● ACTIVITY: Search the records for the string "extract" and return each line that has it.
Segment Start: TASK INPUT
//! Domain types carried by session socket payloads.
//!
//! DESIGN
//! ======
//! Field names follow the room service's JSON (`brewery`, `IBU`, `note`, ...)
//! through serde renames, while the Rust names describe what the value means
//! in a tasting session. Numeric fields are read leniently because the
//! service renders decimals as strings in some payloads.

#[cfg(test)]
#[path = "types_test.rs"]
mod types_test;

use std::fmt;

use serde::de::Error as _;
use serde::{Deserialize, Deserializer, Serialize, Serializer};

/// Identifier of a curated tasting item.
pub type ItemId = i64;

/// Lowest and highest accepted rating score.
pub const SCORE_RANGE: std::ops::RangeInclusive<u8> = 1..=10;

// =============================================================================
// PHASE / ROLE
// =============================================================================

/// Macro-state of a tasting session.
#[derive(Clone, Copy, Debug, Default, PartialEq, Eq, Hash, Serialize, Deserialize)]
#[serde(rename_all = "SCREAMING_SNAKE_CASE")]
pub enum Phase {
    /// Lobby; participants gather before curation starts.
    #[default]
    Waiting,
    /// The host curates the item list.
    Starting,
    /// Participants rate items.
    InProgress,
    /// Results are available. Terminal.
    Finished,
}

impl Phase {
    /// Wire spelling of the phase.
    #[must_use]
    pub fn as_str(self) -> &'static str {
        match self {
            Self::Waiting => "WAITING",
            Self::Starting => "STARTING",
            Self::InProgress => "IN_PROGRESS",
            Self::Finished => "FINISHED",
        }
    }

    /// Parse a wire spelling. Case and surrounding whitespace are ignored.
    #[must_use]
    pub fn parse(raw: &str) -> Option<Self> {
        match raw.trim().to_ascii_uppercase().as_str() {
            "WAITING" => Some(Self::Waiting),
            "STARTING" => Some(Self::Starting),
            "IN_PROGRESS" => Some(Self::InProgress),
            "FINISHED" => Some(Self::Finished),
            _ => None,
        }
    }

    fn rank(self) -> u8 {
        match self {
            Self::Waiting => 0,
            Self::Starting => 1,
            Self::InProgress => 2,
            Self::Finished => 3,
        }
    }

    /// Whether moving from `self` to `next` is a normal transition: any
    /// forward move, or the host's `IN_PROGRESS -> STARTING` revision.
    #[must_use]
    pub fn is_expected_transition(self, next: Self) -> bool {
        next.rank() > self.rank() || (self == Self::InProgress && next == Self::Starting)
    }
}

impl fmt::Display for Phase {
    fn fmt(&self, f: &mut fmt::Formatter<'_>) -> fmt::Result {
        f.write_str(self.as_str())
    }
}

/// Role of the local participant in a session.
#[derive(Clone, Copy, Debug, Default, PartialEq, Eq, Hash, Serialize, Deserialize)]
#[serde(rename_all = "snake_case")]
pub enum Role {
    /// Curates items and drives phase transitions.
    Host,
    /// Views items and rates them.
    #[default]
    Member,
}

impl Role {
    #[must_use]
    pub fn from_is_host(is_host: bool) -> Self {
        if is_host { Self::Host } else { Self::Member }
    }

    #[must_use]
    pub fn is_host(self) -> bool {
        self == Self::Host
    }
}

// =============================================================================
// PARTICIPANTS
// =============================================================================

/// A participant as listed by the room service.
#[derive(Clone, Debug, Default, PartialEq, Eq, Serialize, Deserialize)]
pub struct Participant {
    /// Account identifier. Numeric ids are normalized to their decimal text.
    #[serde(default, deserialize_with = "deserialize_id_string")]
    pub id: String,
    /// Display name.
    pub username: String,
    /// Set when the service marks this participant as the host.
    #[serde(default)]
    pub is_host: bool,
}

impl Participant {
    /// Participant known only by display name (bare-string presence events).
    #[must_use]
    pub fn named(username: impl Into<String>) -> Self {
        Self { id: String::new(), username: username.into(), is_host: false }
    }

    /// Whether two records describe the same account. Ids win when both
    /// sides carry one; otherwise display names are compared.
    #[must_use]
    pub fn same_account(&self, other: &Self) -> bool {
        if !self.id.is_empty() && !other.id.is_empty() {
            self.id == other.id
        } else {
            self.username == other.username
        }
    }
}

/// Presence payload: a full listing, or a single participant.
#[derive(Clone, Debug, PartialEq, Eq)]
pub enum Roster {
    Snapshot(Vec<Participant>),
    Single(Participant),
}

// =============================================================================
// ITEMS
// =============================================================================

/// A tasting subject curated into the session.
#[derive(Clone, Debug, Default, PartialEq, Serialize, Deserialize)]
pub struct Item {
    #[serde(deserialize_with = "deserialize_item_id")]
    pub id: ItemId,
    pub name: String,
    /// Brewery name.
    #[serde(rename = "brewery", default, deserialize_with = "deserialize_opt_name")]
    pub producer: Option<String>,
    /// Style name.
    #[serde(rename = "style", default, deserialize_with = "deserialize_opt_name")]
    pub category: Option<String>,
    /// Alcohol by volume, percent.
    #[serde(rename = "percentage", default, deserialize_with = "deserialize_opt_number")]
    pub strength: Option<f64>,
    /// International bitterness units.
    #[serde(rename = "IBU", default, deserialize_with = "deserialize_opt_number")]
    pub bitterness: Option<f64>,
    #[serde(default, deserialize_with = "deserialize_opt_number")]
    pub volume_ml: Option<f64>,
    /// Original extract (degrees Plato).
    #[serde(default, deserialize_with = "deserialize_opt_number")]
    pub extract: Option<f64>,
    #[serde(default, deserialize_with = "deserialize_opt_number")]
    pub hop_rate: Option<f64>,
    /// Image URL.
    #[serde(default)]
    pub image: Option<String>,
    /// Free-text description.
    #[serde(rename = "description", default)]
    pub notes: Option<String>,
    /// Hop identifiers.
    #[serde(default, deserialize_with = "deserialize_hop_ids")]
    pub hops: Vec<i64>,
}

/// Item reference embedded in aggregate results.
#[derive(Clone, Debug, Default, PartialEq, Eq, Serialize, Deserialize)]
pub struct ItemSummary {
    pub name: String,
    #[serde(rename = "brewery", default, deserialize_with = "deserialize_opt_name")]
    pub producer: Option<String>,
    #[serde(rename = "style", default, deserialize_with = "deserialize_opt_name")]
    pub category: Option<String>,
}

// =============================================================================
// RESULTS
// =============================================================================

/// One row of the aggregate results published when the session finishes.
#[derive(Clone, Debug, PartialEq, Serialize, Deserialize)]
pub struct ItemResult {
    /// Position of the item in the curated order.
    #[serde(default, deserialize_with = "deserialize_item_id")]
    pub order: i64,
    pub beer: ItemSummary,
    /// Mean score across participants; absent when nobody rated the item.
    #[serde(default, deserialize_with = "deserialize_opt_number")]
    pub average_rating: Option<f64>,
}

/// One of the local participant's submitted ratings.
#[derive(Clone, Debug, Default, PartialEq, Eq, Serialize, Deserialize)]
pub struct UserRating {
    #[serde(default)]
    pub beer: Option<ItemSummary>,
    #[serde(default)]
    pub color: Option<String>,
    #[serde(default)]
    pub foam: Option<String>,
    #[serde(default)]
    pub smell: Option<String>,
    #[serde(default)]
    pub taste: Option<String>,
    #[serde(default)]
    pub opinion: Option<String>,
    #[serde(rename = "note", default, deserialize_with = "deserialize_score")]
    pub score: Option<u8>,
}

// =============================================================================
// CHAT
// =============================================================================

/// A chat or system log line.
#[derive(Clone, Debug, PartialEq, Eq, Serialize, Deserialize)]
pub struct ChatMessage {
    pub message: String,
    /// Author display name; empty for system notices.
    #[serde(default)]
    pub user: String,
}

// =============================================================================
// DRAFT
// =============================================================================

/// The rating form a participant composes for one item.
#[derive(Clone, Debug, Default, PartialEq, Eq, Serialize, Deserialize)]
pub struct DraftFields {
    #[serde(default, deserialize_with = "deserialize_text")]
    pub color: String,
    #[serde(default, deserialize_with = "deserialize_text")]
    pub foam: String,
    #[serde(default, deserialize_with = "deserialize_text")]
    pub smell: String,
    #[serde(default, deserialize_with = "deserialize_text")]
    pub taste: String,
    #[serde(default, deserialize_with = "deserialize_text")]
    pub opinion: String,
    /// Overall score in [`SCORE_RANGE`]; `None` until chosen.
    #[serde(rename = "note", default, deserialize_with = "deserialize_score", serialize_with = "serialize_score")]
    pub score: Option<u8>,
}

/// Server copy of the local participant's draft for one item.
#[derive(Clone, Debug, Default, PartialEq, Eq)]
pub struct DraftSnapshot {
    /// Item the snapshot belongs to, when the service says so.
    pub item_id: Option<ItemId>,
    pub fields: DraftFields,
}

// =============================================================================
// LENIENT DESERIALIZERS
// =============================================================================

/// Parse a score from a number or numeric text. Empty text and out-of-range
/// values yield `None`.
#[must_use]
pub fn score_from_value(value: &serde_json::Value) -> Option<u8> {
    let raw = match value {
        serde_json::Value::Number(n) => n.as_i64()?,
        serde_json::Value::String(s) => {
            let Ok(raw) = s.trim().parse::<i64>() else {
                return None;
            };
            raw
        }
        _ => return None,
    };
    match u8::try_from(raw) {
        Ok(score) if SCORE_RANGE.contains(&score) => Some(score),
        _ => None,
    }
}

fn deserialize_score<'de, D>(deserializer: D) -> Result<Option<u8>, D::Error>
where
    D: Deserializer<'de>,
{
    let value = serde_json::Value::deserialize(deserializer)?;
    Ok(score_from_value(&value))
}

#[allow(clippy::ref_option, clippy::trivially_copy_pass_by_ref)]
fn serialize_score<S>(score: &Option<u8>, serializer: S) -> Result<S::Ok, S::Error>
where
    S: Serializer,
{
    // The service stores an empty select as "".
    match score {
        Some(score) => serializer.serialize_u8(*score),
        None => serializer.serialize_str(""),
    }
}

fn deserialize_text<'de, D>(deserializer: D) -> Result<String, D::Error>
where
    D: Deserializer<'de>,
{
    let value = Option::<String>::deserialize(deserializer)?;
    Ok(value.unwrap_or_default())
}

fn deserialize_id_string<'de, D>(deserializer: D) -> Result<String, D::Error>
where
    D: Deserializer<'de>,
{
    let value = serde_json::Value::deserialize(deserializer)?;
    match value {
        serde_json::Value::String(s) => Ok(s),
        serde_json::Value::Number(n) => Ok(n.to_string()),
        serde_json::Value::Null => Ok(String::new()),
        _ => Err(D::Error::custom("expected string or number id")),
    }
}

fn deserialize_item_id<'de, D>(deserializer: D) -> Result<ItemId, D::Error>
where
    D: Deserializer<'de>,
{
    let value = serde_json::Value::deserialize(deserializer)?;
    match value {
        serde_json::Value::Number(n) => n.as_i64().ok_or_else(|| D::Error::custom("expected integer id")),
        serde_json::Value::String(s) => s
            .trim()
            .parse::<ItemId>()
            .map_err(|_| D::Error::custom(format!("invalid id {s:?}"))),
        _ => Err(D::Error::custom("expected integer id")),
    }
}

fn deserialize_opt_number<'de, D>(deserializer: D) -> Result<Option<f64>, D::Error>
where
    D: Deserializer<'de>,
{
    let value = serde_json::Value::deserialize(deserializer)?;
    Ok(match value {
        serde_json::Value::Number(n) => n.as_f64(),
        serde_json::Value::String(s) => match s.trim().parse::<f64>() {
            Ok(n) => Some(n),
            Err(_) => None,
        },
        _ => None,
    })
}

/// Accepts bare ids or embedded `{ "id": .. }` hop objects.
fn deserialize_hop_ids<'de, D>(deserializer: D) -> Result<Vec<i64>, D::Error>
where
    D: Deserializer<'de>,
{
    let value = serde_json::Value::deserialize(deserializer)?;
    let Some(rows) = value.as_array() else {
        return Ok(Vec::new());
    };
    Ok(rows
        .iter()
        .filter_map(|row| row.as_i64().or_else(|| row.get("id").and_then(serde_json::Value::as_i64)))
        .collect())
}

/// Accepts `"Name"` or an embedded `{ "id": .., "name": "Name" }` object.
fn deserialize_opt_name<'de, D>(deserializer: D) -> Result<Option<String>, D::Error>
where
    D: Deserializer<'de>,
{
    let value = serde_json::Value::deserialize(deserializer)?;
    Ok(match value {
        serde_json::Value::String(s) => Some(s),
        serde_json::Value::Object(map) => map.get("name").and_then(serde_json::Value::as_str).map(str::to_owned),
        _ => None,
    })
}
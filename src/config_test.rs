use super::*;

const KEYS: &[&str] = &[
    "TASTING_WS_URL",
    "TASTING_API_URL",
    "TASTING_RECONNECT_ATTEMPTS",
    "TASTING_RECONNECT_INTERVAL_MS",
    "TASTING_PING_INTERVAL_MS",
    "TASTING_ROSTER_INTERVAL_MS",
    "TASTING_AUTOSAVE_INTERVAL_MS",
    "TASTING_DRAFT_SNAPSHOT_TIMEOUT_MS",
    "TASTING_FLUSH_CONFIRM_TIMEOUT_MS",
    "TASTING_LOG_CAPACITY",
    "TASTING_HTTP_TIMEOUT_SECS",
];

/// # Safety
/// Env mutation races with other threads; every test touching these keys
/// holds `ENV_LOCK` for its whole body.
unsafe fn clear_env() {
    for key in KEYS {
        unsafe { std::env::remove_var(key) };
    }
}

static ENV_LOCK: std::sync::Mutex<()> = std::sync::Mutex::new(());

#[test]
fn default_matches_room_service_timings() {
    let cfg = SessionConfig::default();
    assert_eq!(cfg.reconnect_attempts, 5);
    assert_eq!(cfg.reconnect_interval, Duration::from_secs(2));
    assert_eq!(cfg.ping_interval, Duration::from_secs(10));
    assert_eq!(cfg.roster_interval, Duration::from_secs(10));
    assert_eq!(cfg.autosave_interval, Duration::from_secs(5));
    assert_eq!(cfg.ws_url, DEFAULT_WS_URL);
}

#[test]
fn from_env_without_overrides_equals_default() {
    let _guard = ENV_LOCK.lock().expect("env lock");
    unsafe { clear_env() };

    assert_eq!(SessionConfig::from_env(), SessionConfig::default());
}

#[test]
fn from_env_reads_overrides_and_trims_url_slash() {
    let _guard = ENV_LOCK.lock().expect("env lock");
    unsafe {
        clear_env();
        std::env::set_var("TASTING_WS_URL", "wss://rooms.example.test/ws/");
        std::env::set_var("TASTING_RECONNECT_ATTEMPTS", "3");
        std::env::set_var("TASTING_AUTOSAVE_INTERVAL_MS", "250");
        std::env::set_var("TASTING_LOG_CAPACITY", "16");
    }

    let cfg = SessionConfig::from_env();
    assert_eq!(cfg.ws_url, "wss://rooms.example.test/ws");
    assert_eq!(cfg.reconnect_attempts, 3);
    assert_eq!(cfg.autosave_interval, Duration::from_millis(250));
    assert_eq!(cfg.log_capacity, 16);
    assert_eq!(cfg.api_url, DEFAULT_API_URL);

    unsafe { clear_env() };
}

#[test]
fn from_env_falls_back_on_garbage_values() {
    let _guard = ENV_LOCK.lock().expect("env lock");
    unsafe {
        clear_env();
        std::env::set_var("TASTING_RECONNECT_ATTEMPTS", "many");
        std::env::set_var("TASTING_PING_INTERVAL_MS", "-5");
        std::env::set_var("TASTING_API_URL", "   ");
    }

    let cfg = SessionConfig::from_env();
    assert_eq!(cfg.reconnect_attempts, DEFAULT_RECONNECT_ATTEMPTS);
    assert_eq!(cfg.ping_interval, Duration::from_millis(DEFAULT_PING_INTERVAL_MS));
    assert_eq!(cfg.api_url, DEFAULT_API_URL);

    unsafe { clear_env() };
}

#[test]
fn from_env_treats_zero_timer_periods_as_unset() {
    let _guard = ENV_LOCK.lock().expect("env lock");
    unsafe {
        clear_env();
        std::env::set_var("TASTING_PING_INTERVAL_MS", "0");
        std::env::set_var("TASTING_ROSTER_INTERVAL_MS", "0");
        std::env::set_var("TASTING_AUTOSAVE_INTERVAL_MS", "0");
        std::env::set_var("TASTING_DRAFT_SNAPSHOT_TIMEOUT_MS", "0");
    }

    let cfg = SessionConfig::from_env();
    assert_eq!(cfg.ping_interval, Duration::from_millis(DEFAULT_PING_INTERVAL_MS));
    assert_eq!(cfg.roster_interval, Duration::from_millis(DEFAULT_ROSTER_INTERVAL_MS));
    assert_eq!(cfg.autosave_interval, Duration::from_millis(DEFAULT_AUTOSAVE_INTERVAL_MS));
    assert_eq!(cfg.draft_snapshot_timeout, Duration::ZERO);

    unsafe { clear_env() };
}

#[test]
fn timer_period_never_drops_below_the_minimum() {
    assert_eq!(timer_period(Duration::ZERO), MIN_TIMER_PERIOD);
    assert_eq!(timer_period(Duration::from_secs(5)), Duration::from_secs(5));
}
Segment End: TASK INPUT
● RESULT BELOW:
    /// Original extract (degrees Plato).
    pub extract: Option<f64>,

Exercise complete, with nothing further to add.